Since you are running both your source and controller through the splitter, it reacts to the digital content that goes through and judging from the video (and a couple of unboxing videos on Youtube) it reacts fairly quick to changes in lighting on the TV. Here’s a promo video from their web site.

This was a Kickstarter that is over now but you can pre order the LEDs and controller from their web site, linked at the bottom of the post. It’s not terribly expensive, starting at $139 for enough to fit a 32-42″ TV and there are two larger sizes as well. You can also just order replacement or extra LEDs as well. They start at $50 which is comparable to RGB LEDs that you might pick up at Home Depot or Amazon. Yeah, you can get the Milights that are much cheaper but they aren’t specifically made for your TV.

Hoping I can pick up a set after payday, although it might wait a while. Have a roof to replace 🙁 but that’s another story for another day.
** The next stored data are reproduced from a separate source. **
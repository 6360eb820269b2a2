/// Galaxy3D Engine - Singleton manager for engine subsystems
///
/// Holds the graphics device shared by scenes and the global logger.
/// Uses thread-safe static storage with RwLock.

use std::sync::{OnceLock, RwLock, Arc};
use std::time::SystemTime;
use crate::graphics_device::GraphicsDevice;
use crate::error::{Result, Error};
use crate::log::{Logger, LogEntry, LogSeverity, DefaultLogger};

// ===== INTERNAL STATE =====

/// Global engine state storage
static ENGINE_STATE: OnceLock<EngineState> = OnceLock::new();

/// Global logger (initialized with DefaultLogger)
static LOGGER: OnceLock<RwLock<Box<dyn Logger>>> = OnceLock::new();

/// Internal state structure holding all engine singletons
struct EngineState {
    /// Graphics device singleton (owned by the scene framework, shared with scenes)
    graphics_device: RwLock<Option<Arc<dyn GraphicsDevice>>>,
}

impl EngineState {
    /// Create a new empty engine state
    fn new() -> Self {
        Self {
            graphics_device: RwLock::new(None),
        }
    }
}

// ===== PUBLIC API =====

/// Main engine singleton manager
///
/// # Example
///
/// ```ignore
/// use galaxy_3d_transfer::galaxy3d::{Engine, render::Config};
/// use galaxy_3d_transfer_vulkan::galaxy3d::VulkanGraphicsDevice;
///
/// Engine::initialize()?;
/// Engine::create_graphics_device(VulkanGraphicsDevice::new(Config::default())?)?;
///
/// let device = Engine::graphics_device()?;
/// // Build buffers, run scenes...
///
/// Engine::shutdown();
/// # Ok::<(), galaxy_3d_transfer::galaxy3d::Error>(())
/// ```
pub struct Engine;

impl Engine {
    /// Log errors before returning them (internal use)
    fn log_and_return_error(error: Error) -> Error {
        crate::engine_error!("galaxy3d::Engine", "{}", error);
        error
    }

    /// Initialize the engine
    ///
    /// Must be called once at application startup before creating any subsystems.
    /// Calling it again is harmless.
    pub fn initialize() -> Result<()> {
        ENGINE_STATE.get_or_init(EngineState::new);
        Ok(())
    }

    /// Shutdown the engine and drop the graphics device singleton
    ///
    /// Resources still holding an `Arc` to the device keep it alive until they are dropped.
    pub fn shutdown() {
        if let Some(state) = ENGINE_STATE.get() {
            if let Ok(mut device) = state.graphics_device.write() {
                *device = None;
            }
        }
    }

    /// Create and register the graphics device singleton
    ///
    /// # Errors
    ///
    /// Returns an error if:
    /// - The engine is not initialized
    /// - A graphics device already exists
    /// - The device lock is poisoned
    pub fn create_graphics_device<D: GraphicsDevice + 'static>(device: D) -> Result<Arc<dyn GraphicsDevice>> {
        let device: Arc<dyn GraphicsDevice> = Arc::new(device);
        Self::register_graphics_device(Arc::clone(&device))?;

        crate::engine_info!("galaxy3d::Engine", "Graphics device singleton created successfully");

        Ok(device)
    }

    /// Register an already shared graphics device
    pub fn register_graphics_device(device: Arc<dyn GraphicsDevice>) -> Result<()> {
        let state = ENGINE_STATE.get()
            .ok_or_else(|| Self::log_and_return_error(
                Error::InitializationFailed("Engine not initialized. Call Engine::initialize() first.".to_string())
            ))?;

        let mut lock = state.graphics_device.write()
            .map_err(|_| Self::log_and_return_error(
                Error::BackendError("Graphics device lock poisoned".to_string())
            ))?;

        if lock.is_some() {
            return Err(Self::log_and_return_error(
                Error::InitializationFailed("Graphics device already exists. Call Engine::destroy_graphics_device() first.".to_string())
            ));
        }

        *lock = Some(device);
        Ok(())
    }

    /// Get the graphics device singleton
    ///
    /// # Errors
    ///
    /// Returns an error if the engine is not initialized or no device was created.
    pub fn graphics_device() -> Result<Arc<dyn GraphicsDevice>> {
        let state = ENGINE_STATE.get()
            .ok_or_else(|| Self::log_and_return_error(
                Error::InitializationFailed("Engine not initialized. Call Engine::initialize() first.".to_string())
            ))?;

        let lock = state.graphics_device.read()
            .map_err(|_| Self::log_and_return_error(
                Error::BackendError("Graphics device lock poisoned".to_string())
            ))?;

        lock.clone()
            .ok_or_else(|| Self::log_and_return_error(
                Error::InitializationFailed("Graphics device not created. Call Engine::create_graphics_device() first.".to_string())
            ))
    }

    /// Destroy the graphics device singleton
    ///
    /// Waits for the device to become idle before releasing the engine's reference.
    pub fn destroy_graphics_device() -> Result<()> {
        let state = ENGINE_STATE.get()
            .ok_or_else(|| Self::log_and_return_error(
                Error::InitializationFailed("Engine not initialized".to_string())
            ))?;

        let mut lock = state.graphics_device.write()
            .map_err(|_| Self::log_and_return_error(
                Error::BackendError("Graphics device lock poisoned".to_string())
            ))?;

        if let Some(device) = lock.take() {
            device.wait_idle()?;
        }

        crate::engine_info!("galaxy3d::Engine", "Graphics device singleton destroyed");

        Ok(())
    }

    /// Reset all singletons for testing (only available in test builds)
    #[cfg(test)]
    pub fn reset_for_testing() {
        if let Some(state) = ENGINE_STATE.get() {
            if let Ok(mut device) = state.graphics_device.write() {
                *device = None;
            }
        }
    }

    // ===== LOGGING API =====

    /// Set a custom logger
    ///
    /// # Example
    ///
    /// ```no_run
    /// use galaxy_3d_transfer::galaxy3d::{Engine, log::{Logger, LogEntry}};
    ///
    /// struct FileLogger;
    /// impl Logger for FileLogger {
    ///     fn log(&self, entry: &LogEntry) {
    ///         // Write to file...
    ///     }
    /// }
    ///
    /// Engine::set_logger(FileLogger);
    /// ```
    pub fn set_logger<L: Logger + 'static>(logger: L) {
        let logger_lock = LOGGER.get_or_init(|| RwLock::new(Box::new(DefaultLogger)));
        if let Ok(mut lock) = logger_lock.write() {
            *lock = Box::new(logger);
        }
    }

    /// Reset logger to default (DefaultLogger)
    pub fn reset_logger() {
        let logger_lock = LOGGER.get_or_init(|| RwLock::new(Box::new(DefaultLogger)));
        if let Ok(mut lock) = logger_lock.write() {
            *lock = Box::new(DefaultLogger);
        }
    }

    /// Log a message without file:line (used by engine_info!, engine_warn!, ...)
    pub fn log(severity: LogSeverity, source: &str, message: String) {
        let logger_lock = LOGGER.get_or_init(|| RwLock::new(Box::new(DefaultLogger)));
        if let Ok(lock) = logger_lock.read() {
            lock.log(&LogEntry {
                severity,
                timestamp: SystemTime::now(),
                source: source.to_string(),
                message,
                file: None,
                line: None,
            });
        }
    }

    /// Log a message with file:line (used by engine_error!, engine_err!, engine_bail!)
    pub fn log_detailed(
        severity: LogSeverity,
        source: &str,
        message: String,
        file: &'static str,
        line: u32,
    ) {
        let logger_lock = LOGGER.get_or_init(|| RwLock::new(Box::new(DefaultLogger)));
        if let Ok(lock) = logger_lock.read() {
            lock.log(&LogEntry {
                severity,
                timestamp: SystemTime::now(),
                source: source.to_string(),
                message,
                file: Some(file),
                line: Some(line),
            });
        }
    }
}

#[cfg(test)]
#[path = "engine_tests.rs"]
mod tests;
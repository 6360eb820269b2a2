//! Galaxy3D transfer demo
//!
//! Creates a headless Vulkan device, drives the copy scene through its
//! lifecycle and reports whether the host -> device -> host round trip held.

use std::process::ExitCode;

use colored::*;
use galaxy_3d_transfer::galaxy3d::{Engine, Result};
use galaxy_3d_transfer::galaxy3d::render::Config;
use galaxy_3d_transfer::galaxy3d::scene::{CopyScene, Scene};
use galaxy_3d_transfer::galaxy3d::transfer::VerificationReport;
use galaxy_3d_transfer::{engine_error, engine_info};
use galaxy_3d_transfer_vulkan::galaxy3d::{print_validation_stats_report, VulkanGraphicsDevice};

/// Number of driver loop iterations between setup and teardown
const UPDATE_FRAMES: u32 = 3;

fn run_scene() -> Result<Option<VerificationReport>> {
    let config = Config {
        app_name: "Galaxy3D Transfer Demo".to_string(),
        ..Config::default()
    };
    let device = Engine::create_graphics_device(VulkanGraphicsDevice::new(config)?)?;

    let mut scene = CopyScene::new();
    engine_info!("galaxy3d::scene", "Running scene '{}'", scene.name());

    let result = scene.setup(device, &[]).and_then(|()| {
        for _ in 0..UPDATE_FRAMES {
            scene.update()?;
        }
        Ok(())
    });
    // Teardown runs even after a failed setup so the device is idle before destruction
    let teardown = scene.teardown();
    result?;
    teardown?;

    Ok(scene.report().cloned())
}

fn print_report(report: &VerificationReport) {
    println!("\n{}", "=== Copy Verification ===".bright_blue().bold());
    println!("  Buffer size: {} bytes", report.buffer_size);
    println!("  Final state: {:?}", report.state);
    if let Some(self_check) = &report.self_check {
        let status = if self_check.is_match() { "ok".green() } else { "MISMATCH".red().bold() };
        println!("  Source self-check: {}", status);
    }
    if report.passed() {
        println!("  {}", "PASSED".green().bold());
    } else {
        println!("  {} ({} mismatched bytes)", "FAILED".red().bold(), report.mismatch_count);
    }
}

fn main() -> ExitCode {
    if let Err(e) = Engine::initialize() {
        eprintln!("Engine initialization failed: {}", e);
        return ExitCode::FAILURE;
    }

    let outcome = run_scene();

    print_validation_stats_report();
    if let Err(e) = Engine::destroy_graphics_device() {
        engine_error!("galaxy3d::Engine", "Failed to destroy graphics device: {}", e);
    }
    Engine::shutdown();

    match outcome {
        Ok(Some(report)) => {
            print_report(&report);
            if report.passed() { ExitCode::SUCCESS } else { ExitCode::FAILURE }
        }
        Ok(None) => {
            eprintln!("Copy scene produced no report");
            ExitCode::FAILURE
        }
        Err(e) => {
            eprintln!("{} {}", "Fatal error:".red().bold(), e);
            ExitCode::FAILURE
        }
    }
}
Anyway, once I’m finished posting this I’m going to shoot them an email or tweet as I have some questions. It would be nice if there was an api that I could access so as to control them from Homeseer or through MQTT and then back to HS. I haven’t thoroughly looked around their site yet so there very well may be one. At the very least I could always power the LEDs with a Zwave plug for on/off control. I’ll update the post with whatever info that they send me.